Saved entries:
════════════════════
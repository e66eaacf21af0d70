/*
 *  Copyright 2025-2026 Colliery Software
 *
 *  Licensed under the Apache License, Version 2.0 (the "License");
 *  you may not use this file except in compliance with the License.
 *  You may obtain a copy of the License at
 *
 *      http://www.apache.org/licenses/LICENSE-2.0
 *
 *  Unless required by applicable law or agreed to in writing, software
 *  distributed under the License is distributed on an "AS IS" BASIS,
 *  WITHOUT WARRANTIES OR CONDITIONS OF ANY KIND, either express or implied.
 *  See the License for the specific language governing permissions and
 *  limitations under the License.
 */

//! Integration tests for the storage coordinator facade.

mod common;

use common::build_stack;
use serde_json::json;
use sluice::error::{LockError, StorageError};
use sluice::models::{
    QueryDefinition, QueryFailure, QueryState, TaskAction, TaskState,
};
use std::time::Duration;

const WAIT: Duration = Duration::from_millis(100);

fn definition() -> QueryDefinition {
    QueryDefinition::new("EventQuery", "FOO == 'bar'", 10)
}

#[tokio::test]
async fn test_create_query_initializes_all_records() {
    let stack = build_stack();
    let coordinator = &stack.coordinator;

    let mut listener = coordinator.queues().create_task_listener("observer", "default");
    let task_key = coordinator
        .create_query("default", definition(), 2)
        .await
        .unwrap();
    let query_id = task_key.query_id();

    let status = coordinator.get_query_status(query_id).await.unwrap().unwrap();
    assert_eq!(status.state, QueryState::Created);
    assert_eq!(status.query.query, "FOO == 'bar'");
    assert_eq!(status.num_results_generated, 0);

    let states = coordinator.get_task_states(query_id).await.unwrap().unwrap();
    assert_eq!(states.max_running, Some(2));
    assert_eq!(states.state(task_key.task_id), Some(TaskState::Ready));

    let tasks = coordinator.get_tasks(query_id).await.unwrap();
    assert_eq!(tasks.len(), 1);
    assert_eq!(tasks[0].action, TaskAction::Create);
    assert_eq!(tasks[0].task_key, task_key);

    let notification = listener.receive(WAIT).await.unwrap();
    assert_eq!(notification.task_key, task_key);
    assert_eq!(notification.action, TaskAction::Create);
}

#[tokio::test]
async fn test_define_query_uses_define_action() {
    let stack = build_stack();
    let task_key = stack
        .coordinator
        .define_query("default", definition(), 1)
        .await
        .unwrap();

    let status = stack
        .coordinator
        .get_query_status(task_key.query_id())
        .await
        .unwrap()
        .unwrap();
    assert_eq!(status.state, QueryState::Defined);

    let tasks = stack.coordinator.get_tasks(task_key.query_id()).await.unwrap();
    assert_eq!(tasks[0].action, TaskAction::Define);
}

#[tokio::test]
async fn test_get_task_enforces_lock_exclusivity() {
    let stack = build_stack();
    let task_key = stack
        .coordinator
        .create_query("default", definition(), 2)
        .await
        .unwrap();

    let task = stack.coordinator.get_task(&task_key, WAIT).await.unwrap();
    assert!(task.is_some());

    let err = stack.coordinator.get_task(&task_key, WAIT).await.unwrap_err();
    assert!(matches!(
        err,
        StorageError::Lock(LockError::AlreadyLocked(_))
    ));
}

#[tokio::test]
async fn test_checkpoint_requires_lock_and_releases_it() {
    let stack = build_stack();
    let coordinator = &stack.coordinator;
    let task_key = coordinator
        .create_query("default", definition(), 1)
        .await
        .unwrap();

    // Checkpointing without holding the lock is a definite error.
    let checkpoint = coordinator
        .get_tasks(task_key.query_id())
        .await
        .unwrap()
        .remove(0)
        .checkpoint;
    let err = coordinator
        .checkpoint_task(&task_key, checkpoint.clone())
        .await
        .unwrap_err();
    assert!(matches!(err, StorageError::Lock(LockError::NotLocked(_))));

    let task = coordinator.get_task(&task_key, WAIT).await.unwrap().unwrap();
    let mut updated = task.checkpoint.clone();
    updated.set_property("position", json!(42));
    coordinator.checkpoint_task(&task_key, updated).await.unwrap();

    // The lock was released, so the task can be claimed again and carries the
    // replaced checkpoint.
    assert!(!coordinator.lock_manager().is_locked(&task_key).await);
    let task = coordinator.get_task(&task_key, WAIT).await.unwrap().unwrap();
    assert_eq!(task.checkpoint.property("position"), Some(&json!(42)));
}

#[tokio::test]
async fn test_get_task_returns_none_after_deletion() {
    let stack = build_stack();
    let coordinator = &stack.coordinator;
    let task_key = coordinator
        .create_query("default", definition(), 1)
        .await
        .unwrap();

    coordinator.get_task(&task_key, WAIT).await.unwrap();
    coordinator.delete_task(&task_key).await.unwrap();

    // A stale notification consumer sees the record gone and holds no lock.
    let task = coordinator.get_task(&task_key, WAIT).await.unwrap();
    assert!(task.is_none());
    assert!(!coordinator.lock_manager().is_locked(&task_key).await);
}

#[tokio::test]
async fn test_refresh_reports_missing_record_over_lock_state() {
    let stack = build_stack();
    let coordinator = &stack.coordinator;
    let task_key = coordinator
        .create_query("default", definition(), 1)
        .await
        .unwrap();

    let task = coordinator.get_task(&task_key, WAIT).await.unwrap().unwrap();
    coordinator.delete_task(&task_key).await.unwrap();

    // Deletion released the lock too, but a heartbeat landing afterwards
    // must see the missing record, which callers tolerate as "query was
    // deleted", rather than a lock error.
    let err = coordinator.refresh_task(&task).await.unwrap_err();
    assert!(matches!(err, StorageError::TaskNotFound(_)));
}

#[tokio::test]
async fn test_delete_query_removes_all_state() {
    let stack = build_stack();
    let coordinator = &stack.coordinator;
    let doomed = coordinator
        .create_query("default", definition(), 1)
        .await
        .unwrap();
    let survivor = coordinator
        .create_query("default", definition(), 1)
        .await
        .unwrap();

    coordinator.delete_query(doomed.query_id()).await.unwrap();

    assert!(coordinator
        .get_query_status(doomed.query_id())
        .await
        .unwrap()
        .is_none());
    assert!(coordinator
        .get_task_states(doomed.query_id())
        .await
        .unwrap()
        .is_none());
    assert!(coordinator.get_tasks(doomed.query_id()).await.unwrap().is_empty());
    let err = coordinator.get_task(&doomed, WAIT).await.unwrap_err();
    assert!(matches!(err, StorageError::Lock(LockError::NoSemaphore(_))));

    // The other query is untouched.
    assert!(coordinator
        .get_query_status(survivor.query_id())
        .await
        .unwrap()
        .is_some());
}

#[tokio::test]
async fn test_failed_status_records_error() {
    let stack = build_stack();
    let task_key = stack
        .coordinator
        .create_query("default", definition(), 1)
        .await
        .unwrap();

    stack
        .coordinator
        .update_failed_query_status(
            task_key.query_id(),
            QueryFailure::new("LogicError", "scan exploded"),
        )
        .await
        .unwrap();

    let status = stack
        .coordinator
        .get_query_status(task_key.query_id())
        .await
        .unwrap()
        .unwrap();
    assert_eq!(status.state, QueryState::Fail);
    let failure = status.failure.unwrap();
    assert_eq!(failure.error_type, "LogicError");
    assert_eq!(failure.message, "scan exploded");
}

#[tokio::test]
async fn test_active_next_calls_round_trip() {
    let stack = build_stack();
    let task_key = stack
        .coordinator
        .create_query("default", definition(), 2)
        .await
        .unwrap();
    let query_id = task_key.query_id();

    assert_eq!(
        stack.coordinator.increment_active_next_calls(query_id).await.unwrap(),
        1
    );
    assert_eq!(
        stack.coordinator.increment_active_next_calls(query_id).await.unwrap(),
        2
    );
    assert_eq!(
        stack.coordinator.decrement_active_next_calls(query_id).await.unwrap(),
        1
    );
}

#[tokio::test]
async fn test_task_descriptions_summarize_outstanding_tasks() {
    let stack = build_stack();
    let coordinator = &stack.coordinator;
    let task_key = coordinator
        .create_query("default", definition(), 2)
        .await
        .unwrap();

    let checkpoint = coordinator
        .get_tasks(task_key.query_id())
        .await
        .unwrap()
        .remove(0)
        .checkpoint;
    coordinator
        .create_task(TaskAction::Next, checkpoint)
        .await
        .unwrap();

    let descriptions = coordinator
        .get_task_descriptions(task_key.query_id())
        .await
        .unwrap();
    assert_eq!(descriptions.len(), 2);
    let mut actions: Vec<_> = descriptions.iter().map(|d| d.action).collect();
    actions.sort_by_key(|a| format!("{}", a));
    assert_eq!(actions, vec![TaskAction::Create, TaskAction::Next]);
}

#[tokio::test]
async fn test_running_cap_refused_through_facade() {
    let stack = build_stack();
    let coordinator = &stack.coordinator;
    let task_key = coordinator
        .create_query("default", definition(), 1)
        .await
        .unwrap();

    let checkpoint = coordinator
        .get_tasks(task_key.query_id())
        .await
        .unwrap()
        .remove(0)
        .checkpoint;
    let second = coordinator
        .create_task(TaskAction::Next, checkpoint)
        .await
        .unwrap();

    assert!(coordinator
        .update_task_state(&task_key, TaskState::Running)
        .await
        .unwrap());
    // The cap of one refuses a second concurrent RUNNING transition.
    assert!(!coordinator
        .update_task_state(&second.task_key, TaskState::Running)
        .await
        .unwrap());

    assert!(coordinator
        .update_task_state(&task_key, TaskState::Completed)
        .await
        .unwrap());
    assert!(coordinator
        .update_task_state(&second.task_key, TaskState::Running)
        .await
        .unwrap());
}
════════════════════
**TASK ITEM:** Pull every line containing the word "scan" out of the entries above.

**EXERCISE OUTPUT:**
            QueryFailure::new("LogicError", "scan exploded"),
    assert_eq!(failure.message, "scan exploded");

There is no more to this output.